Die erste Hälfte des Psalms führt uns hinein in die Jahre der Herrschaft des persischen Königs Kyrios irgendwann so um 500 vor Christus. Die nach Babylon Verbannten konnten in ihre alte Heimat zurückkehren. Und sie taten dies mit überschwänglichen Hoffnungen. Jetzt würde alles wieder gut werden, der Tempel wiederaufgebaut, das verheißene Land Israel würde wieder zum gelobten Land werden, zu dem Land, in dem Milch und Honig fließt, gerecht regiert würde und alle in Frieden miteinander leben würden. Eine neue Heilszeit, so wie ganz am Anfang nach dem Auszug aus Ägypten, ja vielleicht sogar eine Erinnerung an das Paradies. Nun, es war wie so oft: Die großen Verheißungen und Hoffnungen mussten sich im Klein-Klein des Alltags bewähren. Man sorgte sich um den nächsten Tag und die Last der Sorge drückte einen nieder, so dass man den Kopf gar nicht heben und in die Zukunft schauen konnte, geschweige denn Hoffnung haben. An dieser Stelle, auf der Schwelle zwischen Hoffnung und Resignation, entsteht dieser Psalm voller Klage und Hoffnung.

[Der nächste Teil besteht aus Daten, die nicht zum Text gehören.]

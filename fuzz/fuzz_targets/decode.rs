#![no_main]
use libfuzzer_sys::fuzz_target;

use jpeg_spectra::Decoder;

fuzz_target!(|data: &[u8]| {
    // Arbitrary input must never panic, only return errors.
    let mut decoder = Decoder::new(data);
    let _ = decoder.decode();
});
use std::io::Read;

use byteorder::{BigEndian, ReadBytesExt};

use crate::error::{Error, Result};
use crate::marker::Marker;

/// Extension trait giving any [`std::io::Read`] the segment-level reads the
/// decoder needs.
///
/// All multi-byte integers in a JPEG stream are big-endian. Reads that run
/// off the end of the stream fail with [`Error::Stream`].
pub trait JpegRead: Read {
    /// Reads a single byte.
    fn read_byte(&mut self) -> Result<u8> {
        Ok(self.read_u8()?)
    }

    /// Reads a big-endian 16-bit integer.
    fn read_length(&mut self) -> Result<u16> {
        Ok(self.read_u16::<BigEndian>()?)
    }

    /// Reads a marker segment payload: a 16-bit big-endian length `L`
    /// followed by `L - 2` payload bytes, returned as an owned buffer.
    fn read_segment(&mut self) -> Result<Vec<u8>> {
        let length = self.read_length()? as usize;
        if length < 2 {
            return Err(Error::Syntax(format!(
                "segment length {} is shorter than its own length field",
                length
            )));
        }

        let mut payload = vec![0; length - 2];
        self.read_exact(&mut payload).map_err(Error::from)?;
        Ok(payload)
    }

    /// Scans the next marker: requires a `0xFF` prefix byte, then returns the
    /// first subsequent byte that is not `0xFF`.
    ///
    /// Section B.1.1.2: any marker may be preceded by any number of fill
    /// bytes (`0xFF`), which collapse into the marker.
    fn next_marker(&mut self) -> Result<Marker> {
        if self.read_byte()? != 0xFF {
            return Err(Error::Structural);
        }

        let mut byte = self.read_byte()?;
        while byte == 0xFF {
            byte = self.read_byte()?;
        }

        match byte {
            0x00 => Err(Error::Syntax(
                "FF 00 found where a marker was expected".to_owned(),
            )),
            _ => Marker::from_u8(byte)
                .ok_or_else(|| Error::Syntax(format!("unrecognized marker FF {:02X}", byte))),
        }
    }
}

impl<R: Read> JpegRead for R {}

#[cfg(test)]
mod tests {
    use super::JpegRead;
    use crate::error::Error;
    use crate::marker::Marker;

    #[test]
    fn marker_scan_collapses_fill_bytes() {
        let mut data: &[u8] = &[0xFF, 0xFF, 0xFF, 0xFF, 0xD8];
        assert_eq!(data.next_marker().unwrap(), Marker::SOI);
    }

    #[test]
    fn marker_scan_requires_prefix() {
        let mut data: &[u8] = &[0x12, 0xD8];
        assert!(matches!(data.next_marker(), Err(Error::Structural)));
    }

    #[test]
    fn stuffed_zero_is_not_a_marker() {
        let mut data: &[u8] = &[0xFF, 0x00];
        assert!(matches!(data.next_marker(), Err(Error::Syntax(_))));
    }

    #[test]
    fn segment_reads_length_prefixed_payload() {
        let mut data: &[u8] = &[0x00, 0x05, 0xAA, 0xBB, 0xCC, 0xDD];
        assert_eq!(data.read_segment().unwrap(), vec![0xAA, 0xBB, 0xCC]);
        // The byte after the payload is left in the stream.
        assert_eq!(data.read_byte().unwrap(), 0xDD);
    }

    #[test]
    fn short_segment_is_a_stream_error() {
        let mut data: &[u8] = &[0x00, 0x09, 0xAA];
        assert!(matches!(data.read_segment(), Err(Error::Stream)));
    }

    #[test]
    fn eof_is_a_stream_error() {
        let mut data: &[u8] = &[];
        assert!(matches!(data.read_byte(), Err(Error::Stream)));
    }
}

„Herr, der du bist vormals gnädig gewesen bist, deinem Lande… der du die Missetat vergeben hast deinem Volk, der du vormals hast all deinen Zorn fahren lassen… Hilf uns, Gott unser Heiland… Zeige uns deine Gnade und gib uns dein Heil.“

Einen Augenblick lang hält die versammelte Gemeinde Israels inne, tritt einen Schritt zurück und aus ihrem Alltag heraus, hebt den Kopf und blickt auf den Weg, den sie zurückgelegt haben und auf die Zukunft, die sie erhoffen. Einen Augenblick innehalten und aus dem Alltag heraustreten, damit der Kopf frei und die Sicht klarer wird. Für die versammelte Gemeinde Israels damals war es der Weg, den sie mit Gott gegangen ist durch dick und dünn, Freude und Leid, Abkehr und Umkehr. Sie erinnern sich, dass Gott nicht ewig seinen Zorn hat walten lassen und Israel ins Unglück gestürzt hat. Sondern, dass er das Unheil gewendet, den Schaden geheilt und die Schuld vergeben hat. In der wechselhaften Beziehung zwischen Gott und seinem Volk war das Ja stets größer als das Nein gewesen.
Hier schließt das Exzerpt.